#### Exercise requirements
Find the lines in the records that carry the word "SizeLimits". Copy each one.

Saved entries
use bevy::prelude::*;
use serde::{Deserialize, Serialize};
use std::path::{Path, PathBuf};

use crate::constants::{DEFAULT_PAGE_RENDER_WIDTH, DEFAULT_REQUEST_TIMEOUT_SECS, MAX_RECENT_PAGE_DIRS};
use crate::overlay::{DEFAULT_UNDO_CAPACITY, EngineSettings, SizeLimits};

/// System set for config loading (other plugins can run after this)
#[derive(SystemSet, Debug, Clone, PartialEq, Eq, Hash)]
pub struct ConfigLoaded;

/// Highlight tool tunables. Sizes are percentages of the page.
#[derive(Debug, Clone, PartialEq, Serialize, Deserialize)]
#[serde(default)]
pub struct HighlightSettings {
    pub min_size: f32,
    pub max_size: f32,
    /// A drawing smaller than this on either axis is discarded
    pub draw_threshold: f32,
    pub undo_capacity: usize,
    /// Corner handle hit radius in screen pixels
    pub handle_radius_px: f32,
    pub default_color: String,
    /// Colors offered in the toolbar
    pub palette: Vec<String>,
}

impl Default for HighlightSettings {
    fn default() -> Self {
        Self {
            min_size: 1.0,
            max_size: 80.0,
            draw_threshold: 1.0,
            undo_capacity: DEFAULT_UNDO_CAPACITY,
            handle_radius_px: 8.0,
            default_color: "#FFFF00".to_string(),
            palette: ["#FFFF00", "#FF4D4D", "#4DD77A", "#4DB8FF", "#FF9F1A", "#C77DFF"]
                .into_iter()
                .map(String::from)
                .collect(),
        }
    }
}

impl HighlightSettings {
    /// Engine settings with out-of-range values repaired.
    pub fn engine_settings(&self) -> EngineSettings {
        let default_color = if self.default_color.is_empty() {
            HighlightSettings::default().default_color
        } else {
            self.default_color.clone()
        };
        EngineSettings {
            limits: SizeLimits::new(self.min_size, self.max_size),
            draw_threshold: self.draw_threshold.max(0.0),
            handle_radius_px: self.handle_radius_px.max(1.0),
            undo_capacity: self.undo_capacity.max(1),
            default_color,
        }
    }
}

/// Application configuration persisted to disk
#[derive(Debug, Clone, Serialize, Deserialize)]
pub struct AppConfigData {
    /// Base URL of the highlight API; highlights stay in memory when unset
    #[serde(default)]
    pub api_base_url: Option<String>,

    /// Bearer token sent with every API request
    #[serde(default)]
    pub api_token: Option<String>,

    /// Document whose highlights are loaded and created
    #[serde(default)]
    pub document_id: Option<String>,

    /// Reference attached to new highlights (e.g. a study node id)
    #[serde(default)]
    pub owner_ref: Option<String>,

    /// Last opened page image folder (reopened on startup)
    #[serde(default)]
    pub pages_dir: Option<PathBuf>,

    /// Recently opened page folders for quick access
    #[serde(default)]
    pub recent_pages_dirs: Vec<PathBuf>,

    #[serde(default = "default_page_render_width")]
    pub page_render_width: u32,

    #[serde(default = "default_request_timeout_secs")]
    pub request_timeout_secs: u64,

    #[serde(default)]
    pub highlight: HighlightSettings,
}

fn default_page_render_width() -> u32 {
    DEFAULT_PAGE_RENDER_WIDTH
}

fn default_request_timeout_secs() -> u64 {
    DEFAULT_REQUEST_TIMEOUT_SECS
}

impl Default for AppConfigData {
    fn default() -> Self {
        Self {
            api_base_url: None,
            api_token: None,
            document_id: None,
            owner_ref: None,
            pages_dir: None,
            recent_pages_dirs: Vec::new(),
            page_render_width: DEFAULT_PAGE_RENDER_WIDTH,
            request_timeout_secs: DEFAULT_REQUEST_TIMEOUT_SECS,
            highlight: HighlightSettings::default(),
        }
    }
}

impl AppConfigData {
    /// Document id used for highlights; falls back to the page folder name.
    pub fn effective_document_id(&self) -> Option<String> {
        self.document_id_for(self.pages_dir.as_deref())
    }

    /// Document id for highlights on pages opened from `pages_dir`.
    pub fn document_id_for(&self, pages_dir: Option<&Path>) -> Option<String> {
        self.document_id.clone().filter(|id| !id.is_empty()).or_else(|| {
            pages_dir
                .and_then(|dir| dir.file_name())
                .map(|name| name.to_string_lossy().into_owned())
        })
    }
}

/// Runtime configuration resource
#[derive(Resource)]
pub struct AppConfig {
    /// The persisted configuration data
    pub data: AppConfigData,
    /// Path to the config file
    pub config_path: PathBuf,
    /// Whether config needs to be saved (dirty flag)
    pub dirty: bool,
}

impl Default for AppConfig {
    fn default() -> Self {
        Self {
            data: AppConfigData::default(),
            config_path: get_config_path(),
            dirty: false,
        }
    }
}

/// Resource for the "page folder missing" warning dialog
#[derive(Resource, Default)]
pub struct MissingPagesWarning {
    pub show: bool,
    pub path: Option<PathBuf>,
}

/// Resource to notify user when config was reset to defaults
#[derive(Resource, Default)]
pub struct ConfigResetNotification {
    /// Whether to show the notification dialog
    pub show: bool,
    /// The reason for the reset (parse error, read error, etc.)
    pub reason: Option<String>,
}

/// Message to trigger config save
#[derive(Message)]
pub struct SaveConfigRequest;

/// Message to remember an opened page folder
#[derive(Message)]
pub struct SetPagesDirRequest {
    pub path: PathBuf,
}

fn get_config_path() -> PathBuf {
    crate::paths::config_file()
}

/// Result of loading config from disk
struct LoadConfigResult {
    data: AppConfigData,
    /// Error message if config was reset to defaults due to an error
    reset_reason: Option<String>,
}

/// Parse config JSON, falling back to defaults with a reason on failure.
fn parse_config(json: &str) -> LoadConfigResult {
    match serde_json::from_str(json) {
        Ok(data) => LoadConfigResult {
            data,
            reset_reason: None,
        },
        Err(e) => {
            warn!("Failed to parse config file: {}", e);
            LoadConfigResult {
                data: AppConfigData::default(),
                reset_reason: Some(format!("Configuration file was corrupted: {}", e)),
            }
        }
    }
}

fn load_config(config_path: &PathBuf) -> LoadConfigResult {
    if !config_path.exists() {
        info!("No config file found, using defaults");
        return LoadConfigResult {
            data: AppConfigData::default(),
            reset_reason: None,
        };
    }

    match std::fs::read_to_string(config_path) {
        Ok(json) => {
            let result = parse_config(&json);
            if result.reset_reason.is_none() {
                info!("Loaded config from {:?}", config_path);
            }
            result
        }
        Err(e) => {
            warn!("Failed to read config file: {}", e);
            LoadConfigResult {
                data: AppConfigData::default(),
                reset_reason: Some(format!("Could not read configuration file: {}", e)),
            }
        }
    }
}

fn save_config(config: &AppConfig) {
    match serde_json::to_string_pretty(&config.data) {
        Ok(json) => {
            if let Err(e) = std::fs::write(&config.config_path, json) {
                error!("Failed to save config: {}", e);
            } else {
                info!("Config saved to {:?}", config.config_path);
            }
        }
        Err(e) => {
            error!("Failed to serialize config: {}", e);
        }
    }
}

fn load_config_system(
    mut config: ResMut<AppConfig>,
    mut reset_notification: ResMut<ConfigResetNotification>,
) {
    let config_path = get_config_path();
    let result = load_config(&config_path);
    config.data = result.data;
    config.config_path = config_path;
    config.dirty = false;

    if let Some(reason) = result.reset_reason {
        reset_notification.show = true;
        reset_notification.reason = Some(reason);
    }
}

fn check_pages_dir_exists(config: Res<AppConfig>, mut warning: ResMut<MissingPagesWarning>) {
    if let Some(ref path) = config.data.pages_dir
        && !path.exists()
    {
        warning.show = true;
        warning.path = Some(path.clone());
        info!("Last opened page folder no longer exists: {:?}", path);
    }
}

fn save_config_system(
    mut events: MessageReader<SaveConfigRequest>,
    mut config: ResMut<AppConfig>,
) {
    for _ in events.read() {
        if config.dirty {
            save_config(&config);
            config.dirty = false;
        }
    }
}

/// Move `path` to the front of the recent list, trimmed to `max`.
fn push_recent(recent: &mut Vec<PathBuf>, path: &PathBuf, max: usize) {
    recent.retain(|p| p != path);
    recent.insert(0, path.clone());
    recent.truncate(max);
}

fn set_pages_dir_system(
    mut events: MessageReader<SetPagesDirRequest>,
    mut config: ResMut<AppConfig>,
    mut save_events: MessageWriter<SaveConfigRequest>,
) {
    for event in events.read() {
        config.data.pages_dir = Some(event.path.clone());
        push_recent(
            &mut config.data.recent_pages_dirs,
            &event.path,
            MAX_RECENT_PAGE_DIRS,
        );
        config.dirty = true;
        save_events.write(SaveConfigRequest);
        info!("Remembering page folder {:?}", event.path);
    }
}

pub struct ConfigPlugin;

impl Plugin for ConfigPlugin {
    fn build(&self, app: &mut App) {
        app.init_resource::<AppConfig>()
            .init_resource::<MissingPagesWarning>()
            .init_resource::<ConfigResetNotification>()
            .add_message::<SaveConfigRequest>()
            .add_message::<SetPagesDirRequest>()
            .add_systems(
                Startup,
                (load_config_system, check_pages_dir_exists)
                    .chain()
                    .in_set(ConfigLoaded),
            )
            .add_systems(
                Update,
                (
                    set_pages_dir_system.run_if(on_message::<SetPagesDirRequest>),
                    save_config_system.run_if(on_message::<SaveConfigRequest>),
                )
                    .chain(),
            );
    }
}

#[cfg(test)]
mod tests {
    use super::*;

    #[test]
    fn test_app_config_data_default() {
        let data = AppConfigData::default();
        assert!(data.api_base_url.is_none());
        assert!(data.pages_dir.is_none());
        assert_eq!(data.page_render_width, 1600);
        assert_eq!(data.highlight.undo_capacity, 20);
        assert_eq!(data.highlight.default_color, "#FFFF00");
    }

    #[test]
    fn test_partial_config_fills_defaults() {
        let json = r#"{
            "api_base_url": "http://localhost:8000",
            "highlight": { "max_size": 50.0 }
        }"#;
        let result = parse_config(json);
        assert!(result.reset_reason.is_none());
        let data = result.data;
        assert_eq!(data.api_base_url.as_deref(), Some("http://localhost:8000"));
        assert_eq!(data.page_render_width, 1600);
        assert_eq!(data.highlight.max_size, 50.0);
        assert_eq!(data.highlight.min_size, 1.0);
        assert!(!data.highlight.palette.is_empty());
    }

    #[test]
    fn test_corrupt_config_resets_with_reason() {
        let result = parse_config("{ not json");
        assert!(result.reset_reason.is_some());
        assert!(result.data.api_base_url.is_none());
    }

    #[test]
    fn test_serialization_round_trip() {
        let data = AppConfigData {
            document_id: Some("pid-1".into()),
            pages_dir: Some(PathBuf::from("/drawings/unit-100")),
            recent_pages_dirs: vec![PathBuf::from("/drawings/unit-100")],
            ..Default::default()
        };
        let json = serde_json::to_string(&data).unwrap();
        let parsed: AppConfigData = serde_json::from_str(&json).unwrap();
        assert_eq!(parsed.document_id, data.document_id);
        assert_eq!(parsed.pages_dir, data.pages_dir);
        assert_eq!(parsed.recent_pages_dirs, data.recent_pages_dirs);
        assert_eq!(parsed.highlight, data.highlight);
    }

    #[test]
    fn test_engine_settings_repairs_values() {
        let settings = HighlightSettings {
            min_size: 30.0,
            max_size: 10.0,
            undo_capacity: 0,
            default_color: String::new(),
            ..Default::default()
        };
        let engine = settings.engine_settings();
        assert_eq!(engine.limits.min, 30.0);
        assert_eq!(engine.limits.max, 30.0);
        assert_eq!(engine.undo_capacity, 1);
        assert_eq!(engine.default_color, "#FFFF00");
    }

    #[test]
    fn test_document_id_falls_back_to_folder_name() {
        let mut data = AppConfigData {
            pages_dir: Some(PathBuf::from("/drawings/unit-100")),
            ..Default::default()
        };
        assert_eq!(data.effective_document_id().as_deref(), Some("unit-100"));
        data.document_id = Some("pid-9".into());
        assert_eq!(data.effective_document_id().as_deref(), Some("pid-9"));
    }

    #[test]
    fn test_push_recent_moves_to_front() {
        let mut recent = vec![PathBuf::from("a"), PathBuf::from("b")];
        push_recent(&mut recent, &PathBuf::from("b"), 5);
        assert_eq!(recent, vec![PathBuf::from("b"), PathBuf::from("a")]);
        push_recent(&mut recent, &PathBuf::from("c"), 2);
        assert_eq!(recent, vec![PathBuf::from("c"), PathBuf::from("b")]);
    }

    #[test]
    fn test_missing_pages_warning_default() {
        let warning = MissingPagesWarning::default();
        assert!(!warning.show);
        assert!(warning.path.is_none());
    }
}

#### Answer area
use crate::overlay::{DEFAULT_UNDO_CAPACITY, EngineSettings, SizeLimits};
            limits: SizeLimits::new(self.min_size, self.max_size),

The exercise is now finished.